The structural limitation of vector databases is fundamental: vectors encode similarity but not structure. A query like "who manages the person who approved the API deployment?" requires traversing a relationship chain — Deployment → Approver → Manager — that has no natural representation in embedding space. The vector store will return semantically similar documents but cannot guarantee the correct relationship traversal. This limitation becomes critical as agent workloads grow more relational: multi-step reasoning, entity tracking, and provenance queries all stress vector retrieval beyond its design parameters.

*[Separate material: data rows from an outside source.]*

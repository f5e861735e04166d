//! Delimited text I/O for raw record sets.
//!
//! - [`read_raw_csv`] parses header-prefixed CSV bytes into a [`RecordSet`] of
//!   string columns
//! - [`write_raw_csv`] renders a record set back to CSV (used to stage fixtures)
//!
//! # Design notes
//! - The first record is always the header; labels are kept verbatim so the
//!   cleaning stages see exactly what the source declared.
//! - Empty fields are read as absent values ([`Value::Null`]), not empty strings.
//! - Parsing is permissive about ragged rows: short rows are padded with nulls and
//!   surplus trailing fields are dropped.

use crate::record::{RecordSet, Value};
use anyhow::{Context, Result};
use csv::{ReaderBuilder, WriterBuilder};

/// Parse CSV bytes into a raw record set.
///
/// # Errors
/// Returns an error if the header is missing or a record is not valid UTF-8 CSV.
pub fn read_raw_csv(bytes: &[u8]) -> Result<RecordSet> {
    let mut rdr = ReaderBuilder::new()
        .has_headers(true)
        .flexible(true)
        .from_reader(bytes);

    let headers: Vec<String> = rdr
        .headers()
        .context("read CSV header")?
        .iter()
        .map(str::to_string)
        .collect();
    anyhow::ensure!(!headers.is_empty(), "CSV header row is empty");

    let width = headers.len();
    let mut rows = Vec::new();
    for (i, rec) in rdr.records().enumerate() {
        let rec = rec.with_context(|| format!("parse CSV record #{}", i + 1))?;
        let mut row: Vec<Value> = rec
            .iter()
            .take(width)
            .map(|f| if f.is_empty() { Value::Null } else { Value::str(f) })
            .collect();
        row.resize(width, Value::Null);
        rows.push(row);
    }

    RecordSet::from_rows(headers, rows).context("assemble CSV columns")
}

/// Render a record set as CSV with a header row. Nulls become empty fields.
///
/// # Errors
/// Returns an error if serialization fails.
pub fn write_raw_csv(records: &RecordSet) -> Result<Vec<u8>> {
    let mut wtr = WriterBuilder::new().from_writer(Vec::new());
    wtr.write_record(records.column_names())
        .context("write CSV header")?;
    for i in 0..records.num_rows() {
        let fields: Vec<String> = records
            .row(i)
            .into_iter()
            .map(|v| if v.is_null() { String::new() } else { v.to_string() })
            .collect();
        wtr.write_record(&fields)
            .with_context(|| format!("write CSV row #{}", i + 1))?;
    }
    wtr.into_inner()
        .map_err(|e| anyhow::anyhow!("flush CSV writer: {}", e.error()))
}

Practically, 95% of RAG systems as of 2025 relied exclusively on vector embeddings (per MachineLearningMastery analysis). The gap between this baseline and hybrid architectures represents significant headroom for improvement.

Knowledge Graphs

Knowledge graphs (Neo4j, Amazon Neptune, TigerGraph) model information as typed nodes and directed labeled edges. Relationship queries are deterministic: the system traverses edges, not embedding space, which eliminates semantic drift and hallucination for structured queries. Neo4j's hosting of the Graphiti project (Zep's knowledge graph layer) reflects growing ecosystem alignment between graph databases and the agent memory space.

The implementation cost of knowledge graphs is higher than vector databases: developers must define ontologies, maintain schema coherence, and build or adapt entity extraction pipelines. For rapidly evolving agent domains, rigid ontologies can become maintenance burdens. Cognee's self-refining approach partially addresses this by allowing the graph schema to evolve via memify, but graph schema migration remains more complex than schema-less vector updates.

Hybrid Architectures

Research consistently shows that hybrid architectures combining vector and graph retrieval outperform either alone. A common production pattern:

Semantic entry via vector similarity search to identify candidate nodes
Graph traversal from those entry nodes to extract relational context
Reranking by combining vector similarity scores with graph distance metrics
Context assembly for the LLM

HybridRAG (evaluated in a 2025 VLIZ paper) outperforms both pure VectorRAG and GraphRAG on retrieval accuracy and answer generation. Zep's implementation of this pattern in Graphiti — BM25 + embedding + graph traversal with no LLM calls at retrieval time — is the most production-validated example as of mid-2026.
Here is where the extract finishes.